迷惑行為をしないようにとの啓蒙ステッカー男性がもっとも迷惑を覚える行為は「騒々しい会話・はしゃぎまわり等」。そして「座席の座り方」「乗降時のマナー」。ところが女性は「騒々しい会話・はしゃぎまわり等」「座席の座り方」は変わらないものの、それに続いて「混雑した車内へのベビーカーを伴った乗車」が上位についている。これは自らが行為者となったわけでは無く、ベビーカーをよく使う立場にある、さらには子供を連れて外出する機会が多いからこそ、該当行動の迷惑さに目が留まり、気になってしまうのだろう(男性は冒頭にある通り第8位に留まっている)。

また男性は第4位にある「携帯電話・スマートフォンの着信音や通話」だが、女性では第11位と大きく後退している。こちらも女性のベビーカー同様、回答者自身による迷惑的な行為をしているというよりは、同じ利用状況にある・対象物を利用しているからこそ、その迷惑行為に至るような使い方が気になるものと考えられる。

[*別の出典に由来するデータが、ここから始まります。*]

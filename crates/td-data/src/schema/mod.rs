//! Column type inference from value samples

use once_cell::sync::Lazy;
use regex::Regex;

use td_core::{CellValue, Column, ColumnType, Row};

/// Default number of leading rows used as the classification sample
pub const DEFAULT_SAMPLE_SIZE: usize = 100;

/// How many raw values each column keeps for preview
const PREVIEW_VALUES: usize = 5;

/// Share of non-empty sample values that must match for a type to win
const TYPE_THRESHOLD: f64 = 0.8;

// Fast-reject layout patterns for date-like strings. A pattern match
// alone is not sufficient; the string must also parse to a valid
// instant.
static DATE_LAYOUTS: Lazy<[Regex; 4]> = Lazy::new(|| {
    [
        Regex::new(r"^\d{4}-\d{2}-\d{2}").unwrap(), // YYYY-MM-DD...
        Regex::new(r"^\d{1,2}/\d{1,2}/\d{4}").unwrap(), // MM/DD/YYYY...
        Regex::new(r"^\d{1,2}-\d{1,2}-\d{4}").unwrap(), // DD-MM-YYYY...
        Regex::new(r"^\d{4}/\d{2}/\d{2}").unwrap(), // YYYY/MM/DD...
    ]
});

const DATETIME_FORMATS: &[&str] = &[
    "%Y-%m-%d %H:%M:%S",
    "%Y-%m-%dT%H:%M:%S",
    "%m/%d/%Y %H:%M:%S",
    "%d-%m-%Y %H:%M:%S",
    "%Y/%m/%d %H:%M:%S",
];

const DATE_FORMATS: &[&str] = &["%Y-%m-%d", "%m/%d/%Y", "%d-%m-%Y", "%Y/%m/%d"];

/// Classifies columns from a leading-row sample.
///
/// NUMBER is tested before DATETIME, each at its own independent
/// threshold, so a column that is 85% numeric is NUMBER even if every
/// value also looks date-like.
pub struct TypeInferencer {
    sample_size: usize,
}

impl Default for TypeInferencer {
    fn default() -> Self {
        Self::new()
    }
}

impl TypeInferencer {
    pub fn new() -> Self {
        Self {
            sample_size: DEFAULT_SAMPLE_SIZE,
        }
    }

    /// Override the sample size
    pub fn with_sample_size(mut self, size: usize) -> Self {
        self.sample_size = size;
        self
    }

    /// Infer a column descriptor per header.
    ///
    /// Takes the first `sample_size` rows (not a random sample). Values
    /// that are null or exactly the empty string are discarded before
    /// classification; numeric NaN is kept and classifies as neither
    /// numeric nor date-like. Pure function, no error paths: malformed
    /// values simply fail to match.
    pub fn infer(&self, headers: &[String], rows: &[Row]) -> Vec<Column> {
        let sample: Vec<&Row> = rows.iter().take(self.sample_size).collect();

        headers
            .iter()
            .enumerate()
            .map(|(idx, name)| {
                let observed: Vec<&CellValue> =
                    sample.iter().filter_map(|row| row.get(idx)).collect();

                let preview = observed
                    .iter()
                    .take(PREVIEW_VALUES)
                    .map(|v| (*v).clone())
                    .collect();

                let values: Vec<&CellValue> = observed
                    .into_iter()
                    .filter(|v| !discard_for_classification(v))
                    .collect();

                Column::new(name.clone(), classify(&values)).with_samples(preview)
            })
            .collect()
    }
}

/// Convenience wrapper with the default sample size
pub fn infer_column_types(headers: &[String], rows: &[Row]) -> Vec<Column> {
    TypeInferencer::new().infer(headers, rows)
}

/// Null and the exact empty string leave the sample; everything else
/// (including NaN) stays and counts against the thresholds.
fn discard_for_classification(value: &CellValue) -> bool {
    match value {
        CellValue::Null => true,
        CellValue::Text(s) => s.is_empty(),
        _ => false,
    }
}

fn classify(values: &[&CellValue]) -> ColumnType {
    if values.is_empty() {
        return ColumnType::Unknown;
    }

    let total = values.len() as f64;
    let numeric = values.iter().filter(|v| v.as_number().is_some()).count() as f64;
    if numeric / total >= TYPE_THRESHOLD {
        return ColumnType::Number;
    }

    let date_like = values.iter().filter(|v| is_date_like(v)).count() as f64;
    if date_like / total >= TYPE_THRESHOLD {
        return ColumnType::DateTime;
    }

    ColumnType::Text
}

/// A native date-time is always date-like; a string must match one of
/// the four layout patterns and then actually parse.
fn is_date_like(value: &CellValue) -> bool {
    match value {
        CellValue::DateTime(_) => true,
        CellValue::Text(s) => {
            DATE_LAYOUTS.iter().any(|re| re.is_match(s)) && parses_as_date(s)
        }
        _ => false,
    }
}

fn parses_as_date(s: &str) -> bool {
    let s = s.trim();
    DATETIME_FORMATS
        .iter()
        .any(|fmt| chrono::NaiveDateTime::parse_from_str(s, fmt).is_ok())
        || DATE_FORMATS
            .iter()
            .any(|fmt| chrono::NaiveDate::parse_from_str(s, fmt).is_ok())
}

#[cfg(test)]
mod tests {
    use super::*;

    fn rows_of(column: Vec<CellValue>) -> Vec<Row> {
        column.into_iter().map(|v| vec![v]).collect()
    }

    fn headers() -> Vec<String> {
        vec!["col".to_string()]
    }

    #[test]
    fn test_numeric_majority_wins() {
        // 80%+ parseable numbers, remainder arbitrary
        let mut cells: Vec<CellValue> = (0..9).map(|i| CellValue::from(format!("{}", i))).collect();
        cells.push(CellValue::from("not a number"));
        let cols = infer_column_types(&headers(), &rows_of(cells));
        assert_eq!(cols[0].data_type, ColumnType::Number);
    }

    #[test]
    fn test_comma_separated_numbers_count_as_numeric() {
        let cells = vec![
            CellValue::from("1,000"),
            CellValue::from("2,500.5"),
            CellValue::from("3,000"),
        ];
        let cols = infer_column_types(&headers(), &rows_of(cells));
        assert_eq!(cols[0].data_type, ColumnType::Number);
    }

    #[test]
    fn test_number_tested_before_date() {
        // Plain integers never match the date layouts, but a column of
        // date strings that also parse as numbers cannot exist; instead
        // verify the ordering with values that are 100% numeric.
        let cells = vec![CellValue::from("20200101"), CellValue::from("20200102")];
        let cols = infer_column_types(&headers(), &rows_of(cells));
        assert_eq!(cols[0].data_type, ColumnType::Number);
    }

    #[test]
    fn test_date_strings_classify_as_datetime() {
        let cells = vec![
            CellValue::from("2024-01-15"),
            CellValue::from("2024-02-20 08:30:00"),
            CellValue::from("2024-03-01"),
        ];
        let cols = infer_column_types(&headers(), &rows_of(cells));
        assert_eq!(cols[0].data_type, ColumnType::DateTime);
    }

    #[test]
    fn test_pattern_match_alone_is_not_enough() {
        // Matches the YYYY-MM-DD layout but is not a real date
        let cells = vec![
            CellValue::from("9999-99-99"),
            CellValue::from("0000-88-77"),
        ];
        let cols = infer_column_types(&headers(), &rows_of(cells));
        assert_eq!(cols[0].data_type, ColumnType::Text);
    }

    #[test]
    fn test_nan_counts_as_text() {
        let cells = vec![
            CellValue::Number(f64::NAN),
            CellValue::Number(f64::NAN),
            CellValue::from("1"),
        ];
        let cols = infer_column_types(&headers(), &rows_of(cells));
        assert_eq!(cols[0].data_type, ColumnType::Text);
    }

    #[test]
    fn test_empty_sample_is_unknown() {
        let cells = vec![CellValue::Null, CellValue::Text(String::new())];
        let cols = infer_column_types(&headers(), &rows_of(cells));
        assert_eq!(cols[0].data_type, ColumnType::Unknown);
    }

    #[test]
    fn test_sample_size_limits_classification() {
        // First two rows numeric, everything after is text but outside
        // the sample window
        let mut cells = vec![CellValue::from("1"), CellValue::from("2")];
        cells.extend((0..10).map(|_| CellValue::from("text")));
        let cols = TypeInferencer::new()
            .with_sample_size(2)
            .infer(&headers(), &rows_of(cells));
        assert_eq!(cols[0].data_type, ColumnType::Number);
    }

    #[test]
    fn test_preview_values_retained() {
        let cells: Vec<CellValue> = (0..10).map(|i| CellValue::Number(i as f64)).collect();
        let cols = infer_column_types(&headers(), &rows_of(cells));
        assert_eq!(cols[0].sample_values.len(), 5);
        assert_eq!(cols[0].sample_values[0], CellValue::Number(0.0));
    }
}
//! Transaction rollback (compensation)
//!
//! A rollback never edits or deletes the original record. It applies the
//! opposite balance movement, flips the original to `RolledBack`, and
//! appends a new rollback-kind record pointing back at the original. Both
//! records and the balance update commit in one atomic unit.
//!
//! Two guards hold forever: a record can be rolled back at most once, and
//! rollback records themselves can never be rolled back.

use crate::{
    error::{Error, Result},
    ledger::Ledger,
    types::{Transaction, TransactionKind, TransactionStatus, TransferDirection},
};
use chrono::Utc;
use uuid::Uuid;

impl Ledger {
    /// Roll back a completed transaction by internal id.
    ///
    /// For a transfer this compensates one leg only; the counterparty leg
    /// is untouched and must be rolled back by its own explicit call.
    pub fn rollback(&self, transaction_pk: Uuid) -> Result<Transaction> {
        // Cheap pre-checks before taking the account lock
        let peek = self.store().get_transaction(transaction_pk)?;
        Self::check_rollbackable(&peek)?;

        let _guard = self.locks().acquire(peek.account_id)?;

        // Re-read under the lock; a concurrent rollback may have won
        let mut original = self.store().get_transaction(transaction_pk)?;
        Self::check_rollbackable(&original)?;

        let mut account = self.store().get_account(original.account_id)?;
        Self::ensure_operable(&account)?;

        match original.kind {
            TransactionKind::Deposit
            | TransactionKind::Interest
            | TransactionKind::Transfer {
                direction: TransferDirection::Incoming,
            } => {
                account.balance -= original.amount;
            }
            TransactionKind::Withdraw
            | TransactionKind::Transfer {
                direction: TransferDirection::Outgoing,
            } => {
                account.balance += original.amount;
            }
            TransactionKind::Rollback => return Err(Error::CannotRollbackRollback),
        }
        account.updated_at = Utc::now();

        original.status = TransactionStatus::RolledBack;
        original.is_rolled_back = true;

        let description = match original.kind {
            TransactionKind::Transfer {
                direction: TransferDirection::Incoming,
            } => format!("Rollback of received transfer: {}", original.transaction_id),
            ref kind => format!("Rollback of {}: {}", kind.label(), original.transaction_id),
        };

        // Counterparty is a transfer-leg field; the rollback record links
        // to the original through `reverses` instead
        let compensation = self.build_transaction(
            &account,
            TransactionKind::Rollback,
            original.amount,
            None,
            Some(original.id),
            description,
            None,
        )?;

        self.store()
            .commit_atomic(&[&account], &[&original, &compensation], None)?;
        self.metrics().transactions_total.inc();
        self.metrics().rollbacks_total.inc();

        tracing::info!(
            account_id = %account.id,
            original = %original.transaction_id,
            compensation = %compensation.transaction_id,
            amount = %original.amount,
            "Transaction rolled back"
        );

        Ok(compensation)
    }

    fn check_rollbackable(transaction: &Transaction) -> Result<()> {
        if transaction.kind == TransactionKind::Rollback {
            return Err(Error::CannotRollbackRollback);
        }
        if transaction.is_rolled_back || transaction.status == TransactionStatus::RolledBack {
            return Err(Error::AlreadyRolledBack);
        }
        Ok(())
    }
}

リリースでも指摘されているが、最上位の「騒々しい会話・はしゃぎまわり等」は6年連続のトップとなっている(総合で第9位までは前年と同じ順位)。集団で電車を利用していると、ついテンションが高くなり、結果として大きな声を出したり、はしゃいでしまうこともありうる。しかし鉄道施設内は公共の場であり、他の人も利用していることを忘れてはならない。特に電車内は閉じた空間で、自分の声が周囲に届きやすいことを認識した上で、礼儀正しく使いたいものである。